Con ese turbulento marco de vida y ante la paranoia eclesiástica frente a todo lo que fuera o pareciera comunismo, el proceso Romero estuvo a punto de llegar a ser un archivo muerto en la Congregación de las Causas de los Santos.
Los recursos escasos, las sospechas y los miedos fueron una parte de los obstáculos para esta causa.
Pero aún después de la reforma de 1983, que suprimió el pintoresco abogado del diablo o fiscal del proceso, se mantienen como obstáculos los motivos doctrinales (el rechazo de lo heterodoxo), las objeciones espirituales o sicológicas contra inestables y falsos místicos, las objeciones pastorales o políticas que pudieran perjudicar la iglesia local y, además, la dificultad de los milagros.
Como un culto al racionalismo, durante mucho tiempo se mantuvo la exigencia de milagros, como señales urdidas por los exigentes funcionarios de la Congregación, de la cercanía con Dios del candidato a santo. Esto constituyó a los médicos en garantes de santidad. Así, observa Woodward, “se limitó lo milagroso a lo que se pudiera observar con los ojos de la ciencia médica, un modo de restringir y racionalizar el significado del milagro como señal de la amistad con Dios” (491).
Francisco, con lucidez evangélica, concluyó que hay un milagro mayor: la virtud heroica de hombres como Oscar Romero: “hay otra serie de milagros que no son solamente de observación física”, me dice el embajador colombiano ante la Santa Sede, Guillermo León Escobar.
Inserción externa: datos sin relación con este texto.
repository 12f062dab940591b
//! Router-level tests on the in-memory store

mod catalog;

use std::sync::Arc;

use axum::{
    body::Body,
    http::{header, Request, StatusCode},
    Router,
};
use serde_json::Value;
use tower::ServiceExt;

use catalog_server::{
    api,
    config::AppConfig,
    repository::{memory::MemoryStore, Repository},
    services::Services,
    AppState,
};

pub struct TestApp {
    pub router: Router,
}

pub struct TestResponse {
    pub status: StatusCode,
    pub location: Option<String>,
    pub body: Value,
}

impl TestApp {
    pub fn new() -> Self {
        let config = AppConfig::default();
        let repository = Repository::new(Arc::new(MemoryStore::new()));
        let services = Services::new(repository, &config.catalog);
        let state = AppState {
            services: Arc::new(services),
        };
        Self {
            router: api::router(state),
        }
    }

    pub async fn get(&self, uri: &str) -> TestResponse {
        let request = Request::builder()
            .uri(uri)
            .body(Body::empty())
            .expect("valid request");
        self.send(request).await
    }

    pub async fn post_form(&self, uri: &str, fields: &[(&str, &str)]) -> TestResponse {
        let request = Request::builder()
            .method("POST")
            .uri(uri)
            .header(header::CONTENT_TYPE, "application/x-www-form-urlencoded")
            .body(Body::from(
                serde_urlencoded::to_string(fields).expect("encodable form"),
            ))
            .expect("valid request");
        self.send(request).await
    }

    /// Create through the form endpoint and return the new record's id
    pub async fn create(&self, kind: &str, fields: &[(&str, &str)]) -> String {
        let response = self
            .post_form(&format!("/catalog/{}/create", kind), fields)
            .await;
        assert_eq!(response.status, StatusCode::SEE_OTHER, "{:?}", response.body);
        let location = response.location.expect("redirect location");
        let prefix = format!("/catalog/{}/", kind);
        location
            .strip_prefix(&prefix)
            .expect("detail location")
            .to_string()
    }

    async fn send(&self, request: Request<Body>) -> TestResponse {
        let response = self
            .router
            .clone()
            .oneshot(request)
            .await
            .expect("router is infallible");

        let status = response.status();
        let location = response
            .headers()
            .get(header::LOCATION)
            .and_then(|v| v.to_str().ok())
            .map(str::to_string);
        let bytes = axum::body::to_bytes(response.into_body(), usize::MAX)
            .await
            .expect("readable body");
        let body = if bytes.is_empty() {
            Value::Null
        } else {
            serde_json::from_slice(&bytes).unwrap_or(Value::Null)
        };

        TestResponse {
            status,
            location,
            body,
        }
    }
}

#[tokio::test]
async fn test_health_check() {
    let app = TestApp::new();
    let response = app.get("/health").await;
    assert_eq!(response.status, StatusCode::OK);
    assert_eq!(response.body["status"], "healthy");

    let ready = app.get("/ready").await;
    assert_eq!(ready.status, StatusCode::OK);
    assert_eq!(ready.body["status"], "ready");
}

#[tokio::test]
async fn test_root_redirects_to_catalog() {
    let app = TestApp::new();
    let response = app.get("/").await;
    assert_eq!(response.status, StatusCode::SEE_OTHER);
    assert_eq!(response.location.as_deref(), Some("/catalog"));
}
use thiserror::Error;

#[derive(Debug, Error)]
pub enum InfraError {
    #[error("io error: {0}")]
    Io(#[from] std::io::Error),
    #[error("database error: {message}")]
    Database { message: String },
    #[error("telemetry initialization failed: {0}")]
    Telemetry(String),
    #[error("configuration error: {message}")]
    Configuration { message: String },
}

impl InfraError {
    pub fn database(message: impl Into<String>) -> Self {
        Self::Database {
            message: message.into(),
        }
    }

    pub fn configuration(message: impl Into<String>) -> Self {
        Self::Configuration {
            message: message.into(),
        }
    }

    pub fn telemetry(message: impl Into<String>) -> Self {
        Self::Telemetry(message.into())
    }
}
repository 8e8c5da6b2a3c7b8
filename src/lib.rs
pub mod application;
pub mod cache;
pub mod config;
pub mod domain;
pub mod infra;
pub mod presentation;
Y agrega al preguntarle si cambiará el sistema de altos cobros para el proceso de los santos: “sin duda. Eso también lo empezó Benedicto XVI bajando aranceles y todo lo que se tenía que pagar. Francisco ha completado esa acción para introducir una causa”.
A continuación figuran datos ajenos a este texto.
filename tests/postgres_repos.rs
use sqlx::PgPool;
use yatube::application::repos::{
    CommentsRepo, CreateCommentParams, CreateGroupParams, CreatePostParams, CreateUserParams,
    FollowsRepo, GroupsRepo, PostScope, PostsRepo, RepoError, UsersRepo,
};
use yatube::domain::entities::{GroupRecord, PostRecord, UserRecord};
use yatube::infra::db::PostgresRepositories;

async fn user(repos: &PostgresRepositories, username: &str) -> UserRecord {
    repos
        .create_user(CreateUserParams {
            username: username.to_string(),
            first_name: String::new(),
            last_name: String::new(),
            email: format!("{username}@example.com"),
            password_hash: "!".to_string(),
        })
        .await
        .expect("create user")
}

async fn group(repos: &PostgresRepositories, slug: &str) -> GroupRecord {
    repos
        .create_group(CreateGroupParams {
            title: slug.to_uppercase(),
            slug: slug.to_string(),
            description: String::new(),
        })
        .await
        .expect("create group")
}

async fn post(
    repos: &PostgresRepositories,
    author: &UserRecord,
    text: &str,
    group: Option<&GroupRecord>,
) -> PostRecord {
    repos
        .create_post(CreatePostParams {
            author_id: author.id,
            group_id: group.map(|group| group.id),
            text: text.to_string(),
            image: None,
        })
        .await
        .expect("create post")
}

async fn texts(repos: &PostgresRepositories, scope: PostScope, limit: u32) -> Vec<String> {
    repos
        .list_posts(scope, limit, 0)
        .await
        .expect("list posts")
        .into_iter()
        .map(|entry| entry.post.text)
        .collect()
}

#[sqlx::test(migrations = "./migrations")]
async fn follow_feed_only_shows_followed_authors(pool: PgPool) {
    let repos = PostgresRepositories::new(pool);
    let reader = user(&repos, "reader").await;
    let stranger = user(&repos, "stranger").await;
    let leo = user(&repos, "leo").await;
    let anna = user(&repos, "anna").await;

    post(&repos, &leo, "from leo", None).await;
    post(&repos, &anna, "from anna", None).await;

    assert!(repos.follow(reader.id, leo.id).await.expect("follow"));

    let feed = texts(&repos, PostScope::FollowedBy(reader.id), 10).await;
    assert_eq!(feed, vec!["from leo".to_string()]);
    assert_eq!(
        repos
            .count_posts(PostScope::FollowedBy(reader.id))
            .await
            .expect("count"),
        1
    );

    assert!(
        texts(&repos, PostScope::FollowedBy(stranger.id), 10)
            .await
            .is_empty()
    );
}

#[sqlx::test(migrations = "./migrations")]
async fn following_twice_keeps_one_row(pool: PgPool) {
    let repos = PostgresRepositories::new(pool.clone());
    let reader = user(&repos, "reader").await;
    let leo = user(&repos, "leo").await;

    assert!(repos.follow(reader.id, leo.id).await.expect("first follow"));
    assert!(!repos.follow(reader.id, leo.id).await.expect("second follow"));

    let rows: i64 = sqlx::query_scalar("SELECT COUNT(*) FROM follows")
        .fetch_one(&pool)
        .await
        .expect("count follows");
    assert_eq!(rows, 1);
    assert!(repos.is_following(reader.id, leo.id).await.expect("lookup"));

    assert!(repos.unfollow(reader.id, leo.id).await.expect("unfollow"));
    assert!(!repos.unfollow(reader.id, leo.id).await.expect("unfollow again"));
    assert!(!repos.is_following(reader.id, leo.id).await.expect("lookup"));
}

#[sqlx::test(migrations = "./migrations")]
async fn self_follow_violates_the_schema(pool: PgPool) {
    let repos = PostgresRepositories::new(pool);
    let leo = user(&repos, "leo").await;

    let err = repos
        .follow(leo.id, leo.id)
        .await
        .expect_err("self follow must fail");
    assert!(
        matches!(&err, RepoError::Integrity { message } if message.contains("follows_no_self_follow")),
        "unexpected error: {err:?}"
    );
}

#[sqlx::test(migrations = "./migrations")]
async fn second_page_of_fifteen_has_five_oldest(pool: PgPool) {
    let repos = PostgresRepositories::new(pool);
    let leo = user(&repos, "leo").await;
    for index in 0..15 {
        post(&repos, &leo, &format!("Post {index}"), None).await;
    }

    assert_eq!(
        repos.count_posts(PostScope::Author(leo.id)).await.expect("count"),
        15
    );

    let first = texts(&repos, PostScope::All, 10).await;
    assert_eq!(first.len(), 10);
    assert_eq!(first[0], "Post 14");

    let second: Vec<String> = repos
        .list_posts(PostScope::Author(leo.id), 10, 10)
        .await
        .expect("second page")
        .into_iter()
        .map(|entry| entry.post.text)
        .collect();
    assert_eq!(
        second,
        (0..5).rev().map(|index| format!("Post {index}")).collect::<Vec<_>>()
    );
}

#[sqlx::test(migrations = "./migrations")]
async fn group_scope_and_group_removal(pool: PgPool) {
    let repos = PostgresRepositories::new(pool.clone());
    let leo = user(&repos, "leo").await;
    let cats = group(&repos, "cats").await;
    let dogs = group(&repos, "dogs").await;

    let in_cats = post(&repos, &leo, "meow", Some(&cats)).await;
    post(&repos, &leo, "woof", Some(&dogs)).await;

    assert_eq!(
        texts(&repos, PostScope::Group(cats.id), 10).await,
        vec!["meow".to_string()]
    );
    let found = repos
        .find_group_by_slug("cats")
        .await
        .expect("lookup")
        .expect("group exists");
    assert_eq!(found.id, cats.id);

    sqlx::query("DELETE FROM post_groups WHERE id = $1")
        .bind(cats.id)
        .execute(&pool)
        .await
        .expect("delete group");

    let entry = repos
        .find_post(in_cats.id)
        .await
        .expect("lookup")
        .expect("post survives its group");
    assert_eq!(entry.post.group_id, None);
    assert!(entry.group.is_none());
}

#[sqlx::test(migrations = "./migrations")]
async fn comments_list_oldest_first_and_need_a_post(pool: PgPool) {
    let repos = PostgresRepositories::new(pool);
    let leo = user(&repos, "leo").await;
    let anna = user(&repos, "anna").await;
    let target = post(&repos, &leo, "hello", None).await;

    for text in ["first", "second"] {
        repos
            .create_comment(CreateCommentParams {
                post_id: target.id,
                author_id: anna.id,
                text: text.to_string(),
            })
            .await
            .expect("create comment");
    }

    let comments: Vec<String> = repos
        .list_comments(target.id)
        .await
        .expect("list comments")
        .into_iter()
        .map(|entry| entry.comment.text)
        .collect();
    assert_eq!(comments, vec!["first".to_string(), "second".to_string()]);

    let err = repos
        .create_comment(CreateCommentParams {
            post_id: target.id + 1000,
            author_id: anna.id,
            text: "orphan".to_string(),
        })
        .await
        .expect_err("missing post must fail");
    assert!(matches!(err, RepoError::InvalidInput { .. }), "unexpected error: {err:?}");
}

#[sqlx::test(migrations = "./migrations")]
async fn duplicate_usernames_are_reported(pool: PgPool) {
    let repos = PostgresRepositories::new(pool);
    user(&repos, "leo").await;

    let err = repos
        .create_user(CreateUserParams {
            username: "leo".to_string(),
            first_name: String::new(),
            last_name: String::new(),
            email: String::new(),
            password_hash: "!".to_string(),
        })
        .await
        .expect_err("duplicate username");
    assert!(matches!(err, RepoError::Duplicate { .. }), "unexpected error: {err:?}");
    assert!(
        repos
            .find_user_by_username("leo")
            .await
            .expect("lookup")
            .is_some()
    );
}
Hoy cuenta, como ocurrió en el primer siglo, la voz de los cristianos de a pie. Los primeros santos fueron propuestos y ungidos con la voz de las manifestaciones populares que expresaban la alegría de tener consigo un testigo de las riquezas y del poder de la fe.
Así como en Jesús se reveló quién y cómo es Dios, en un santo esa revelación de quién y cómo es Dios; que es lo que cada uno de ellos dice, no con discursos sino con su vida.
Es la importancia que tienen las dos beatificaciones que hará Francisco en Villavicencio. En un país de tempestades, dos víctimas de esa turbulencia transmiten y mantienen ese mensaje: en Colombia el reino de Dios también es posible.